Probably since time eternal, humans have wondered about our place in space. How could you not, gazing at a dynamic night sky emblazoned with countless stars, meteors, planets, aurorae, and comets? Then, three hundred years ago, Edmond Halley proposed the math that would put us in our place.

On Monday, May 9, observers across much of the world can witness part of the 2016 transit of Mercury. While Mercury may appear as a mere dot moving across the sun over a 7-hour span, it is a reminder of how we came to understand where we fit in the grand scheme of the solar system.

When only 20 years old, an ambitious Edmond Halley sailed to the Atlantic island of St. Helena with the intention of mapping the night sky with a telescope and creating an unmatched star atlas of the southern hemisphere. He also had realized that if he packed his bags and set sail without delay, in his year on the island he'd witness two eclipses and the 1677 transit of Mercury. Halley left Oxford without completing his degree and was soon bound for an island at 16 degrees south latitude. Though the St. Helena weather was less ideal than expected, the opportunity to imagine must have been unparalleled.

The simple act of a young person watching a celestial phenomenon eventually became the inspiration for a global quest that would change the world. On the island after the transit of Mercury, Halley soon realized that one could mathematically quantify the distance to each of the planets if multiple observers timed how long it took for an inferior planet (Mercury or Venus) to cross the sun during a transit.

Nearly four decades later, in 1716, Halley published A New Method of Determining the Parallax of the Sun, or His Distance from the Earth. It was the nitty gritty math that detailed his youthful epiphany. In recalling his transit of Mercury experience, Halley notes a transit of Venus would be a better object to measure:

On observing this [transit of Mercury] I immediately concluded, that the sun's parallax might be duly determined by such observations, if Mercury, being nearer the earth, had a greater parallax, when seen from the sun; for, this difference of parallaxes is so very inconsiderable, as to be always less than the sun's parallax, which is sought; consequently, though Mercury is to be frequently seen within the sun's disk; he will scarcely be fit for the present purpose. There remains therefore Venus's transit over the sun's disk...

What followed was nothing less than a complete set of instructions on figuring out the size of the solar system, which was the leading question of the day. Imagine that--spelling out the means of answering the foremost question in science of your time.

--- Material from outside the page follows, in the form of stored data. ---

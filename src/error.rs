use std::io;
use std::path::PathBuf;
use thiserror::Error;

#[derive(Error, Debug)]
pub enum GraphBuildError {
    #[error("No lane features supplied")]
    NoLaneFeatures,
    #[error("No port features supplied")]
    NoPortFeatures,
    #[error("Graph has no nodes after building from {lanes} lane features")]
    EmptyGraph { lanes: usize },
    #[error("Invalid configuration: {0}")]
    InvalidConfig(String),
    #[error("I/O error accessing path '{path}': {source}")]
    Io {
        path: PathBuf,
        #[source]
        source: io::Error,
    },
    #[error("Failed to parse GeoJSON in '{path}': {source}")]
    GeoJson {
        path: PathBuf,
        #[source]
        source: geojson::Error,
    },
    #[error("Expected a FeatureCollection in '{0}'")]
    NotAFeatureCollection(PathBuf),
    #[error("Failed to parse config: {0}")]
    Config(#[from] ron::error::SpannedError),
    #[error("Failed to serialize graph: {0}")]
    Json(#[from] serde_json::Error),
}
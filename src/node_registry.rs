use crate::graph::{LaneGraph, NodeId};
use geo::Coord;
use ordered_float::OrderedFloat;
use rstar::RTree;
use rstar::primitives::GeomWithData;

pub type IndexedNode = GeomWithData<[f64; 2], NodeId>;

/// Snaps lane endpoints onto canonical graph nodes.
///
/// Positions are indexed in raw lon/lat degrees. A query resolves to the
/// closest existing node strictly within `tolerance`; exact distance ties go
/// to the node that was created first.
pub struct NodeRegistry {
    tree: RTree<IndexedNode>,
    tolerance: f64,
}

impl NodeRegistry {
    pub fn new(tolerance_deg: f64) -> Self {
        Self {
            tree: RTree::new(),
            tolerance: tolerance_deg,
        }
    }

    /// Closest registered node strictly inside the tolerance, if any.
    pub fn find_node(&self, pos: Coord) -> Option<NodeId> {
        let tol_sq = self.tolerance * self.tolerance;
        self.tree
            .locate_within_distance([pos.x, pos.y], tol_sq)
            .filter_map(|candidate| {
                let [x, y] = *candidate.geom();
                let dist_sq = (pos.x - x) * (pos.x - x) + (pos.y - y) * (pos.y - y);
                (dist_sq < tol_sq).then_some((OrderedFloat(dist_sq), candidate.data))
            })
            .min()
            .map(|(_, id)| id)
    }

    pub fn find_or_create_node(&mut self, graph: &mut LaneGraph, pos: Coord) -> NodeId {
        if let Some(existing) = self.find_node(pos) {
            return existing;
        }
        let id = graph.add_nd(pos.x, pos.y);
        self.tree.insert(GeomWithData::new([pos.x, pos.y], id));
        id
    }
}

#[cfg(test)]
mod tests {
    use super::*;

    #[test]
    fn test_same_point_resolves_to_same_node() {
        let mut graph = LaneGraph::new();
        let mut registry = NodeRegistry::new(0.2);

        let a = registry.find_or_create_node(&mut graph, Coord { x: 12.5, y: 55.5 });
        let b = registry.find_or_create_node(&mut graph, Coord { x: 12.5, y: 55.5 });

        assert_eq!(a, b);
        assert_eq!(graph.num_nodes(), 1);
    }

    #[test]
    fn test_tolerance_boundary_is_exclusive() {
        let mut graph = LaneGraph::new();
        let mut registry = NodeRegistry::new(0.2);

        let origin = registry.find_or_create_node(&mut graph, Coord { x: 0.0, y: 0.0 });
        let at_tolerance = registry.find_or_create_node(&mut graph, Coord { x: 0.2, y: 0.0 });
        assert_ne!(origin, at_tolerance, "points exactly one tolerance apart must not merge");

        let just_inside = registry.find_or_create_node(&mut graph, Coord { x: 0.0, y: -(0.2 - 1e-9) });
        assert_eq!(origin, just_inside, "points just inside the tolerance must merge");
        assert_eq!(graph.num_nodes(), 2);
    }

    #[test]
    fn test_closest_candidate_wins() {
        let mut graph = LaneGraph::new();
        let mut registry = NodeRegistry::new(0.5);

        let far = registry.find_or_create_node(&mut graph, Coord { x: 0.0, y: 0.0 });
        // 0.6 away from the first node, so it gets its own id
        let near = registry.find_or_create_node(&mut graph, Coord { x: 0.6, y: 0.0 });

        assert_eq!(registry.find_node(Coord { x: 0.4, y: 0.0 }), Some(near));
        assert_eq!(registry.find_node(Coord { x: 0.2, y: 0.0 }), Some(far));
    }

    #[test]
    fn test_exact_tie_goes_to_first_created() {
        let mut graph = LaneGraph::new();
        let mut registry = NodeRegistry::new(0.5);

        let first = registry.find_or_create_node(&mut graph, Coord { x: -0.3, y: 0.0 });
        let second = registry.find_or_create_node(&mut graph, Coord { x: 0.3, y: 0.0 });
        assert_ne!(first, second);

        assert_eq!(registry.find_node(Coord { x: 0.0, y: 0.0 }), Some(first));
    }
}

For Halley, the only problem was that transits of Mercury are relatively frequent, whereas transits of Venus come in pairs that over a hundred years apart. The next useful transit for his purposes would be the transit of Venus in 1761, well after his lifetime. Nonetheless, in his groundbreaking publication, Halley exhorted future generatons to embrace the math. Go out and time the transit of Venus from locations around the world, he appealed.

Halley's compelling argument succeeded. In subsequent years, fleets of nations ventured around the globe to time accurately the passage of Venus across the sun. A 4-minute video Patrick McPike produced in anticipation of the 2012 transit of Venus describes the ambitous scientific endeavors inspired by Halley.

When the 2016 transit of Mercury approaches, I invite you to witness this subtle event with an appreciation for the greater endeavors to which it gave life.

In South Bend, IN, the transit of Mercury begins around 07:13:30 EDT, when the sun is fewer than 7 degrees above the horizon (sunrise at 6:31 a.m.) toward the east. The transit ends shortly after 2:41 p.m. when the sun is 63 degrees above the horizon in the southwest.

Nowadays we can measure the distance to the planets with accuracy unimagined by Halley. But it all began with a young person looking skyward, observing, and wondering. That alone is reason to encourage youth of today to stop, to take a peek at the majesty overhead, and to imagine.